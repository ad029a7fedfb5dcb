mod batch;
mod disk;
mod key;
mod value;

use crate::error::DBError;
pub use batch::Batch;
pub use disk::{DiskDatabase, Iter};
pub use key::DBKey;
pub use value::DBValue;

pub trait Database {
    fn get<K: DBKey, V: DBValue>(&self, key: K) -> Result<Option<V>, DBError>;
    fn write_batch<K: DBKey>(&self, batch: Batch<K>) -> Result<(), DBError>;
    fn has<K: DBKey>(&self, key: K) -> Result<bool, DBError>;
}
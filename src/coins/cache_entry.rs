use super::Coin;

bitflags::bitflags! {
    /// Pending state of a cached coin relative to the backing view
    #[derive(Debug, Clone, Copy, PartialEq, Eq)]
    pub struct CoinFlags: u8 {
        /// The cached coin differs from the backing view and must be
        /// written out on flush
        const DIRTY = 1 << 0;
        /// The backing view has no record of this coin at all, so if it is
        /// spent before the next flush the entry can be dropped instead of
        /// written as a deletion
        const FRESH = 1 << 1;
    }
}

/// A coin plus its pending state, owned by the cache map.
/// The map's key uniqueness is what enforces one entry per outpoint.
#[derive(Debug, Clone)]
pub struct CacheEntry {
    pub coin: Coin,
    pub flags: CoinFlags,
}

impl CacheEntry {
    pub fn new(coin: Coin, flags: CoinFlags) -> Self {
        Self { coin, flags }
    }

    pub fn is_dirty(&self) -> bool {
        self.flags.contains(CoinFlags::DIRTY)
    }

    pub fn is_fresh(&self) -> bool {
        self.flags.contains(CoinFlags::FRESH)
    }
}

※

- **TASK BRIEF**: Nothing but the lines from the one that contains "fn get<K: DBKey, V: DBValue>(&self, key: K)" to the end of the listing should be given again, each exactly as it appears.

- **SOLVED EXERCISE**:
    fn get<K: DBKey, V: DBValue>(&self, key: K) -> Result<Option<V>, DBError>;
    fn write_batch<K: DBKey>(&self, batch: Batch<K>) -> Result<(), DBError>;
    fn has<K: DBKey>(&self, key: K) -> Result<bool, DBError>;
}
filename src/coins/cache_entry.rs
use super::Coin;

bitflags::bitflags! {
    /// Pending state of a cached coin relative to the backing view
    #[derive(Debug, Clone, Copy, PartialEq, Eq)]
    pub struct CoinFlags: u8 {
        /// The cached coin differs from the backing view and must be
        /// written out on flush
        const DIRTY = 1 << 0;
        /// The backing view has no record of this coin at all, so if it is
        /// spent before the next flush the entry can be dropped instead of
        /// written as a deletion
        const FRESH = 1 << 1;
    }
}

/// A coin plus its pending state, owned by the cache map.
/// The map's key uniqueness is what enforces one entry per outpoint.
#[derive(Debug, Clone)]
pub struct CacheEntry {
    pub coin: Coin,
    pub flags: CoinFlags,
}

impl CacheEntry {
    pub fn new(coin: Coin, flags: CoinFlags) -> Self {
        Self { coin, flags }
    }

    pub fn is_dirty(&self) -> bool {
        self.flags.contains(CoinFlags::DIRTY)
    }

    pub fn is_fresh(&self) -> bool {
        self.flags.contains(CoinFlags::FRESH)
    }
}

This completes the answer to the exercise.